The Central Bank of Kenya is working on modalities to increase the amount allowed in large cash transactions without having to report to the regulator.

Photo credit: File | Nation Media Group

It is, indeed, great that President William Ruto recognises the dire need for lessons in etiquette around his dinner table. We do recall that in the early years of Independence, Jeans School, in Kabete, the present-day Kenya School of Government, developed such a programme for wives of the emerging African elite. 

After nearly 60 years, we have a whole crop of leaders, and not just their spouses, who still need to be trained on how to handle a fork and knife.

That viral video of Deputy President Rigathi Gachagua stuffing cake into his mouth on Inauguration Day obviously was an eye-opener for President Ruto. The DP and other rustic elected leaders aside, we also boast that ‘hustlers’ and Mama Mboga will be an integral part of the government. Those of wanting social skills will not be admitted to the high table before undergoing a crash course on how to conduct themselves like the hated ‘dynasties’.

We have to hope, however, that the curriculum at Kabete will not be limited to table manners, which knife, fork, spoon and glass to use with each course, and how not to drink from the finger bowl or pile the dessert on top of the main dish.

Overflowing plates 

The training programme must also encompass gluttony. The Kenya Kwanza leaders around President Ruto must learn not to fill their plates to overflowing levels. Beyond that, they must also learn that grabbing public resources is a criminal offence.

Even before the Cabinet is appointed, we are seeing fellows openly casting covetous glances at the public purse.

The energy parastatals seem to be a particular target for those eyeing lucrative tenders, as is the giant transport, public works and infrastructure sector, which denizens around former President Uhuru Kenyatta had converted into personal piggy banks.

Fellows in the new regime are making all the right noises about dealing decisively with ‘State Capture’ and the crony capitalism that was the hallmark of the Jubilee government. However, it is all too evident that, for many of them, it is not about ending corruption, but about it being their turn to eat. Again.

All that noise about the blatant corruption all too evident around the family and close confidants of the former president is driven by self-interest. We’re not seeing genuine moral outrage about grand corruption at the heart of government but outrage that they were kept off the feeding trough that was the exclusive preserve of a few.

Campaign rhetoric 

Those fellows claiming that they were targeted for investigations and prosecution are not saying that they did not steal, but that others who also stole were left untouched.
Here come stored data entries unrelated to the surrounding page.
//! Scene generation throughput.
//!
//! Run with: `cargo bench`

use criterion::{criterion_group, criterion_main, BatchSize, Criterion};

use firlight::config::TreeConfig;
use firlight::foliage::FoliageData;
use firlight::spawn::SpawnContext;
use firlight::{ornaments, ribbons};

fn bench_generation(c: &mut Criterion) {
    let config = TreeConfig::default();

    c.bench_function("foliage_120k", |b| {
        b.iter_batched(
            || SpawnContext::from_seed(42),
            |mut ctx| FoliageData::generate(&config, &mut ctx).unwrap(),
            BatchSize::SmallInput,
        )
    });

    c.bench_function("full_scene", |b| {
        b.iter_batched(
            || SpawnContext::from_seed(42),
            |mut ctx| {
                let foliage = FoliageData::generate(&config, &mut ctx).unwrap();
                let ornaments = ornaments::generate(&config, &mut ctx).unwrap();
                let ribbons = ribbons::generate(&config, &mut ctx).unwrap();
                (foliage, ornaments, ribbons)
            },
            BatchSize::SmallInput,
        )
    });

    c.bench_function("foliage_vertices", |b| {
        let mut ctx = SpawnContext::from_seed(42);
        let data = FoliageData::generate(&config, &mut ctx).unwrap();
        b.iter(|| data.to_vertices())
    });
}

criterion_group!(benches, bench_generation);
criterion_main!(benches);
From campaign rhetoric that now seems to be government policy, we have a genuine fear that a whole crop of politicians under investigation or already indicted for corruption, assault, murder and other serious criminal offences will employ political muscle to have the charges dropped.

We heard just the other day Mr Gachagua warn the police against harassing governors and other elected leaders who were being investigated for corruption.

Director of Criminal Investigations George Kinoti may, indeed, have gone overboard with his theatrics and seeming over-enthusiasm on some investigations. But that cannot provide justification for any policy that makes one law for elected leaders and another for ordinary citizens.

Kenya Kwanza sycophants

Mr Kinoti, an object of hate for Kenya Kwanza sycophants, will presumably be one of the first public officers to be ejected by the new regime. But his successor will be a total and abject failure if they accept that their brief is to turn a blind eye to crime by those who claim that they are close to the President.

One of President Ruto’s first executive orders was to grant financial autonomy to the Inspector-General of the National Police Service. Mr Hilary Mutyambai is now the accounting officer rather than some principal secretary in the Office of the President.

That looks like a well-meaning order on the principle that financial autonomy also translates to operational autonomy. The police service is now empowered to operate independently and properly insulated from directions by any other power or authority.

That other power or authority that the Constitution and laws bar from interfering with the police starts from the President downwards. 

It, therefore, makes it nonsense for President Ruto to grant the police autonomy but, before the ink is dry on the executive order, Deputy President Gachagua is countermanding it with irregular roadside decrees purporting to place elected leaders above the law.

It must be made clear that leaders don’t have a licence to ‘eat’ public resources.